To help us better understand this, Inga started the day off with a group discussion around three common cultural myths beneath many of our beliefs, based on the teachings of Lynne Twist, author of The Soul of Money:

There isn’t enough to go around
More is better
That’s just the way it is

When it comes to money, time or love, it would seem that a real scarcity mindset exists.

Twist explains the danger of this: “When your attention is on what’s lacking and scarce – in your life, in your work, in your family, in your town – then that becomes what you’re about.”

In other words, what we focus on/pay attention to expands, so we would be wise to focus on all that we do have versus what we do not.

“What you appreciate appreciates.”

– Lynne Twist

However, in my experience and observation, we tend to dwell on what we don’t have – or don’t have enough of… particularly when it comes to money.

But what is enough?

To help us get to the heart of this rather loaded question, right before lunch Inga had us do a simple but effective exercise on gratitude. In our small groups, we each shared all that we have – or have had – in our lives to be grateful for.

After listening to myself tell the others in my group my rather extensive list of all that I’m grateful for, I laughed out loud at my bounty of blessings. I already have enough… of everything. All I have is all I need.

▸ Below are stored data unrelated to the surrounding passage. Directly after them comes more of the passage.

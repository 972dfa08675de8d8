//! Release API Handlers

use axum::{
    Json,
    extract::{Path, Query, State},
};
use serde::Deserialize;
use shared::models::{
    Deployment, DeploymentCreate, DeploymentStatus, Release, ReleaseCreate, ReleasePriority,
    ReleaseStatus, ReleaseUpdate,
};
use shared::request::{PageQuery, SortOrder};
use shared::{ApiResponse, PaginatedResponse};

use crate::core::AppState;
use crate::releases::service;
use crate::releases::{DeploymentFilters, ReleaseFilters};
use crate::utils::AppResult;

/// 版本列表查询参数
#[derive(Debug, Deserialize)]
#[serde(rename_all = "camelCase")]
pub struct ReleaseListQuery {
    pub page: Option<u32>,
    pub limit: Option<u32>,
    pub status: Option<ReleaseStatus>,
    pub priority: Option<ReleasePriority>,
    pub developer: Option<String>,
    pub sort_by: Option<String>,
    pub sort_order: Option<SortOrder>,
}

/// GET /api/versions - 版本列表 (筛选 + 排序 + 分页)
pub async fn list_releases(
    State(state): State<AppState>,
    Query(query): Query<ReleaseListQuery>,
) -> AppResult<ApiResponse<PaginatedResponse<Release>>> {
    let page = PageQuery {
        page: query.page,
        limit: query.limit,
    };
    let filters = ReleaseFilters {
        status: query.status,
        priority: query.priority,
        developer: query.developer,
    };
    let result = service::list_releases(
        &state.db,
        &filters,
        query.sort_by.as_deref().unwrap_or("createdAt"),
        query.sort_order.unwrap_or(SortOrder::Desc),
        page.page(),
        page.limit(),
    )
    .await;
    Ok(ApiResponse::ok(result))
}

/// GET /api/versions/{id} - 单个版本
pub async fn get_release(
    State(state): State<AppState>,
    Path(id): Path<u64>,
) -> AppResult<ApiResponse<Release>> {
    Ok(ApiResponse::ok(service::get_release(&state.db, id).await?))
}

/// POST /api/versions - 创建版本
pub async fn create_release(
    State(state): State<AppState>,
    Json(payload): Json<ReleaseCreate>,
) -> AppResult<ApiResponse<Release>> {
    let release = service::create_release(&state.db, payload).await?;
    Ok(ApiResponse::ok_with_message(release, "Release created"))
}

/// PUT /api/versions/{id} - 更新版本
pub async fn update_release(
    State(state): State<AppState>,
    Path(id): Path<u64>,
    Json(payload): Json<ReleaseUpdate>,
) -> AppResult<ApiResponse<Release>> {
    let release = service::update_release(&state.db, id, payload).await?;
    Ok(ApiResponse::ok_with_message(release, "Release updated"))
}

/// DELETE /api/versions/{id} - 删除版本 (已发布的不可删除)
pub async fn delete_release(
    State(state): State<AppState>,
    Path(id): Path<u64>,
) -> AppResult<ApiResponse<()>> {
    service::delete_release(&state.db, id).await?;
    Ok(ApiResponse::message("Release deleted"))
}

/// 回滚请求
#[derive(Debug, Deserialize)]
#[serde(rename_all = "camelCase")]
pub struct RollbackRequest {
    pub rollback_version: String,
}

/// POST /api/versions/{id}/rollback - 版本回滚
pub async fn rollback_release(
    State(state): State<AppState>,
    Path(id): Path<u64>,
    Json(payload): Json<RollbackRequest>,
) -> AppResult<ApiResponse<Release>> {
    let release = service::rollback_release(&state.db, id, &payload.rollback_version).await?;
    Ok(ApiResponse::ok_with_message(release, "Release rolled back"))
}

/// 部署列表查询参数
#[derive(Debug, Deserialize)]
#[serde(rename_all = "camelCase")]
pub struct DeploymentListQuery {
    pub page: Option<u32>,
    pub limit: Option<u32>,
    pub environment: Option<String>,
    pub status: Option<DeploymentStatus>,
    pub version: Option<String>,
    pub sort_order: Option<SortOrder>,
}

/// GET /api/versions/deployments/list - 部署列表
pub async fn list_deployments(
    State(state): State<AppState>,
    Query(query): Query<DeploymentListQuery>,
) -> AppResult<ApiResponse<PaginatedResponse<Deployment>>> {
    let page = PageQuery {
        page: query.page,
        limit: query.limit,
    };
    let filters = DeploymentFilters {
        environment: query.environment,
        status: query.status,
        version: query.version,
    };
    let result = service::list_deployments(
        &state.db,
        &filters,
        query.sort_order.unwrap_or(SortOrder::Desc),
        page.page(),
        page.limit(),
    )
    .await;
    Ok(ApiResponse::ok(result))
}

/// POST /api/versions/deployments - 创建部署任务
pub async fn create_deployment(
    State(state): State<AppState>,
    Json(payload): Json<DeploymentCreate>,
) -> AppResult<ApiResponse<Deployment>> {
    let deployment = service::create_deployment(&state.db, payload).await?;
    Ok(ApiResponse::ok_with_message(deployment, "Deployment created"))
}
//! Code Review Model

use chrono::{DateTime, Utc};
use serde::{Deserialize, Serialize};

/// Review lifecycle status
#[derive(Debug, Clone, Copy, PartialEq, Eq, Serialize, Deserialize)]
#[serde(rename_all = "snake_case")]
pub enum ReviewStatus {
    Pending,
    InReview,
    Approved,
    Rejected,
}

/// Code review entity
///
/// `approved_at` is stamped the first time the status transitions to
/// `Approved` and kept afterwards.
#[derive(Debug, Clone, Serialize, Deserialize)]
#[serde(rename_all = "camelCase")]
pub struct CodeReview {
    pub id: String,
    pub title: String,
    pub author: String,
    pub reviewer: String,
    pub status: ReviewStatus,
    pub lines_changed: u32,
    pub comments: u32,
    pub project_id: String,
    #[serde(default)]
    pub branch_name: String,
    #[serde(default)]
    pub commit_hash: String,
    #[serde(default)]
    pub description: String,
    #[serde(default)]
    pub files_changed: Vec<String>,
    pub created_at: DateTime<Utc>,
    pub updated_at: DateTime<Utc>,
    pub approved_at: Option<DateTime<Utc>>,
}

/// Create code review payload
#[derive(Debug, Clone, Serialize, Deserialize)]
#[serde(rename_all = "camelCase")]
pub struct CodeReviewCreate {
    pub title: String,
    pub author: String,
    pub reviewer: String,
    pub project_id: String,
    #[serde(default)]
    pub branch_name: Option<String>,
    #[serde(default)]
    pub commit_hash: Option<String>,
    #[serde(default)]
    pub description: Option<String>,
    #[serde(default)]
    pub lines_changed: Option<u32>,
    #[serde(default)]
    pub files_changed: Option<Vec<String>>,
}

/// Update code review payload (partial)
#[derive(Debug, Clone, Default, Serialize, Deserialize)]
#[serde(rename_all = "camelCase")]
pub struct CodeReviewUpdate {
    #[serde(skip_serializing_if = "Option::is_none")]
    pub title: Option<String>,
    #[serde(skip_serializing_if = "Option::is_none")]
    pub reviewer: Option<String>,
    #[serde(skip_serializing_if = "Option::is_none")]
    pub status: Option<ReviewStatus>,
    #[serde(skip_serializing_if = "Option::is_none")]
    pub lines_changed: Option<u32>,
    #[serde(skip_serializing_if = "Option::is_none")]
    pub comments: Option<u32>,
    #[serde(skip_serializing_if = "Option::is_none")]
    pub description: Option<String>,
    #[serde(skip_serializing_if = "Option::is_none")]
    pub files_changed: Option<Vec<String>>,
}
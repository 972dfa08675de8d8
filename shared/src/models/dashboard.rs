//! Dashboard Models
//!
//! Statistic cards and account applications shown on the admin landing page.

use chrono::{DateTime, Utc};
use serde::{Deserialize, Serialize};

/// Dashboard statistic card
#[derive(Debug, Clone, Serialize, Deserialize)]
#[serde(rename_all = "camelCase")]
pub struct StatCard {
    pub key: String,
    pub title: String,
    pub value: i64,
    /// Percentage change against the previous period; negative means a drop
    pub increase: f64,
}

/// Account application review status
#[derive(Debug, Clone, Copy, PartialEq, Eq, Serialize, Deserialize)]
#[serde(rename_all = "lowercase")]
pub enum ApplicationStatus {
    Pending,
    Approved,
    Rejected,
}

/// Account application entry
#[derive(Debug, Clone, Serialize, Deserialize)]
#[serde(rename_all = "camelCase")]
pub struct AccountApplication {
    pub id: u64,
    pub name: String,
    pub region: String,
    #[serde(rename = "type")]
    pub kind: String,
    pub status: ApplicationStatus,
    pub create_time: DateTime<Utc>,
}

/// Dashboard overview aggregate
#[derive(Debug, Clone, Serialize, Deserialize)]
#[serde(rename_all = "camelCase")]
pub struct DashboardOverview {
    pub statistics: Vec<StatCard>,
    pub recent_applications: Vec<AccountApplication>,
    pub total_applications: u32,
    pub pending_applications: u32,
    pub approved_applications: u32,
    pub rejected_applications: u32,
}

Another interesting concept discussed during the day was that how we spend, save and/or invest our money is connected to our story about money. And apparently we all have one.

To help us get to the root of what our story about money might be, Inga gave us homework to do over lunch. We had to think back on our life, in 5-year intervals, and recall an incident or event in each interval that had to do with money – and then see if any sort of pattern emerged.

Oh yeah.

In the afternoon we discussed spending habits and how money flows in our lives. Intentional spending refers to spending your money on what you are committed to rather than on what others want you to want. In other words, do we spend our money on things we really care about? Or on things we think we’re supposed to care about i.e. what advertisers tell us we should care about?

Inga suggested that spending our money is one way for us to express our life’s purpose in this lifetime – so to try and think of our purchases in terms of whether or not they are in line with our life values.

IS the way we spend and/or save and/or invest our money a reflection of our values? This is an interesting question because when we discussed it further as a group, it became clear that we often struggle with conflicting interests; how we spend our money may have negative impacts on others.

For example, one woman in the class raised the issue of fast fashion and how the dyes used in the garment industry pollute rivers plus millions of tonnes of clothes end up in the landfill after scarcely being worn. She also mentioned the harsh realities of child labour and the horrific working conditions for many people working in the garment factories in developing countries.

Then I brought up my personal concern about my love of travel and how I struggle to reconcile my passion for exploring new places with the reality of the significant impacts that travel has on the planet, such as greenhouse gas emissions.

All in all, the course was a resounding success: it certainly got me thinking differently about money, which is a step in the right direction towards transforming my relationship to it.

Ten Tips for Transforming Your Relationship to Money:

Ask yourself: what is your relationship to money? Love, hate or indifference?
Focus on all that you already have – people, pets, purpose, possessions, health, etc
What you appreciate appreciates
Do not dwell on what you don’t yet have i.e. what you lack
What you focus on expands
Pay attention to how money flows through your life
Think of all the good you currently do – and have done – in the world with your money
Forgive yourself for past financial decisions
Be mindful of how you spend your money: do your purchases reflect your values
Are you aware of your “story” about money? Is it serving you or holding you back?